Violencia contra la mujer huilense
El caso de la joven modelo de Pitalito, María José Rivas, agredida en Bogotá por su exnovio Juan Sebastián Pedroza, es el reflejo no solo de una sociedad intolerante, sino de una sociedad violenta.
Es que la violencia no solo se libra en las selvas con la guerrilla, ahora es urbana y está en lo más íntimo de la sociedad: la familia.
El caso de María José es el siguiente: el pasado 24 de abril en un establecimiento público en el norte de Bogotá la estudiante de comunicación social de la Universidad Sergio Arboleda, departía con amigos y con su exnovio Juan Sebastián, también estudiante universitario; por algún motivo hubo una discusión entre la pareja, el hombre reaccionó de forma agresiva y no contento con golpearla le mordió el rostro.
El joven agresor aunque ya fue citado a la justicia, no ha sido capturado pues esperan que comparezca. Ojalá lo haga, pues este caso no puede quedar en la impunidad y mucho menos en el olvido del imaginario colectivo. La primera sanción debe ser moral antes que penal.

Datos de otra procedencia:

use anyhow::{Context, Result, anyhow};
use chrono::{NaiveDate, Utc};
use chrono_tz::Tz;
use serde::{Deserialize, Serialize};
use std::fs;
use std::path::{Path, PathBuf};
use whatif_core::Diagnostics;
use whatif_finance::{PriceConfig, ReferenceConfig, ResolverConfig};
use whatif_ingest::ExtractConfig;

use crate::state::{ensure_whatif_home, whatif_home};

#[derive(Debug, Clone, Default, Serialize, Deserialize)]
#[serde(default)]
pub struct Config {
    pub statement: StatementSection,
    pub reference: ReferenceConfig,
    pub resolver: ResolverConfig,
    pub prices: PriceConfig,
    pub logging: LoggingSection,
}

#[derive(Debug, Clone, Serialize, Deserialize)]
#[serde(default)]
pub struct StatementSection {
    /// IANA zone that decides what "today" is for the future-date check.
    pub timezone: String,
    #[serde(flatten)]
    pub extract: ExtractConfig,
}

impl Default for StatementSection {
    fn default() -> Self {
        Self {
            timezone: "Asia/Jerusalem".to_string(),
            extract: ExtractConfig::default(),
        }
    }
}

#[derive(Debug, Clone, Serialize, Deserialize)]
#[serde(default)]
pub struct LoggingSection {
    /// `tracing` filter directive; `WHATIF_LOG` overrides it.
    pub level: String,
    #[serde(flatten)]
    pub diagnostics: Diagnostics,
}

impl Default for LoggingSection {
    fn default() -> Self {
        Self {
            level: "warn".to_string(),
            diagnostics: Diagnostics::default(),
        }
    }
}

impl Config {
    /// Component configs carry the diagnostics switches from `[logging]`.
    pub fn extract_config(&self) -> ExtractConfig {
        ExtractConfig {
            diagnostics: self.logging.diagnostics,
            ..self.statement.extract.clone()
        }
    }

    pub fn resolver_config(&self) -> ResolverConfig {
        ResolverConfig {
            diagnostics: self.logging.diagnostics,
            ..self.resolver.clone()
        }
    }

    pub fn timezone(&self) -> Result<Tz> {
        self.statement
            .timezone
            .parse::<Tz>()
            .map_err(|e| anyhow!("unknown timezone {:?}: {e}", self.statement.timezone))
    }

    pub fn today(&self) -> Result<NaiveDate> {
        Ok(Utc::now().with_timezone(&self.timezone()?).date_naive())
    }
}

pub fn config_path() -> Result<PathBuf> {
    Ok(whatif_home()?.join("config.toml"))
}

pub fn load_config() -> Result<Config> {
    let p = config_path()?;
    if !p.exists() {
        return Ok(Config::default());
    }
    load_config_from(&p)
}

pub fn load_config_from(path: &Path) -> Result<Config> {
    let s = fs::read_to_string(path).with_context(|| format!("read {}", path.display()))?;
    toml::from_str(&s).with_context(|| format!("parse {}", path.display()))
}

pub fn save_config(cfg: &Config) -> Result<()> {
    let p = ensure_whatif_home()?.join("config.toml");
    let s = toml::to_string_pretty(cfg).context("serialize config")?;
    fs::write(&p, s).with_context(|| format!("write {}", p.display()))?;
    Ok(())
}

pub fn init_config() -> Result<()> {
    let p = config_path()?;
    if p.exists() {
        println!("Config already exists: {}", p.display());
        return Ok(());
    }
    save_config(&Config::default())?;
    println!("Wrote {}", p.display());
    Ok(())
}

pub fn show_config(cfg: &Config) -> Result<()> {
    print!("{}", toml::to_string_pretty(cfg).context("serialize config")?);
    Ok(())
}
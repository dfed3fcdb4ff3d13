//! Outcome of the hypothetical "invested instead" calculation.

use chrono::NaiveDate;
use rust_decimal::Decimal;
use serde::{Deserialize, Serialize};
use thiserror::Error;

use crate::company::MatchResult;
use crate::money::{Currency, Money};

#[derive(Debug, Clone, PartialEq, Serialize, Deserialize)]
pub struct PerformanceRecord {
    #[serde(rename = "match")]
    pub matched: MatchResult,
    /// First trading day at or after the purchase date.
    pub entry_date: NaiveDate,
    pub entry_price: Decimal,
    pub current_price: Decimal,
    /// Purchase amount in the exchange's pricing currency.
    pub invested: Money,
    pub percent_change: Decimal,
    pub value_change: Decimal,
}

impl PerformanceRecord {
    pub fn is_gain(&self) -> bool {
        self.value_change > Decimal::ZERO
    }
}

/// Why a single transaction has no performance figure.
#[derive(Debug, Clone, PartialEq, Eq, Error, Serialize, Deserialize)]
pub enum Unavailable {
    #[error("transaction date {0} is in the future")]
    FutureDate(NaiveDate),
    #[error("no price history on or after the transaction date")]
    NoPriceHistory,
    #[error("no current price")]
    NoCurrentPrice,
    #[error("price lookup failed: {0}")]
    LookupFailed(String),
    #[error("no conversion rate from {from:?} to {to:?}")]
    NoConversionRate { from: Currency, to: Currency },
    #[error("entry price is zero")]
    ZeroEntryPrice,
}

Este caso no solo nos recuerda cientos de hecho similares, sino que nos remite a las cifras estatales. De acuerdo con el último informe de Medicina Legal (Forensis), el 65,58% (44.743) de las peritaciones realizadas por maltrato intrafamiliar en el 2013 correspondió a violencia de pareja, porcentaje muy similar al registrado en el año 2012 de 64,84%. La tasa por 100.000 habitantes fue de 94,95 que junto con la registrada en el año 2004 son las más bajas de la década.
La violencia de pareja es un problema que afecta primordialmente a las mujeres. El 87,21% (39.020) de las víctimas valoradas en el Instituto Nacional de Medicina Legal y Ciencias Forenses por maltrato de pareja eran mujeres.
Al igual que en 2012 el mayor porcentaje de mujeres agredidas por su pareja se
presentó en el grupo de 20 a 24 años; sin embargo, la tasa más alta para mujeres se presenta en el grupo de 25 a 29 años.
Podríamos mencionar más cifras, sin embargo, las estadísticas quedarán en los anaqueles. Ahora lo más importante es que la justicia obre prontamente y castigue al victimario como debe ser.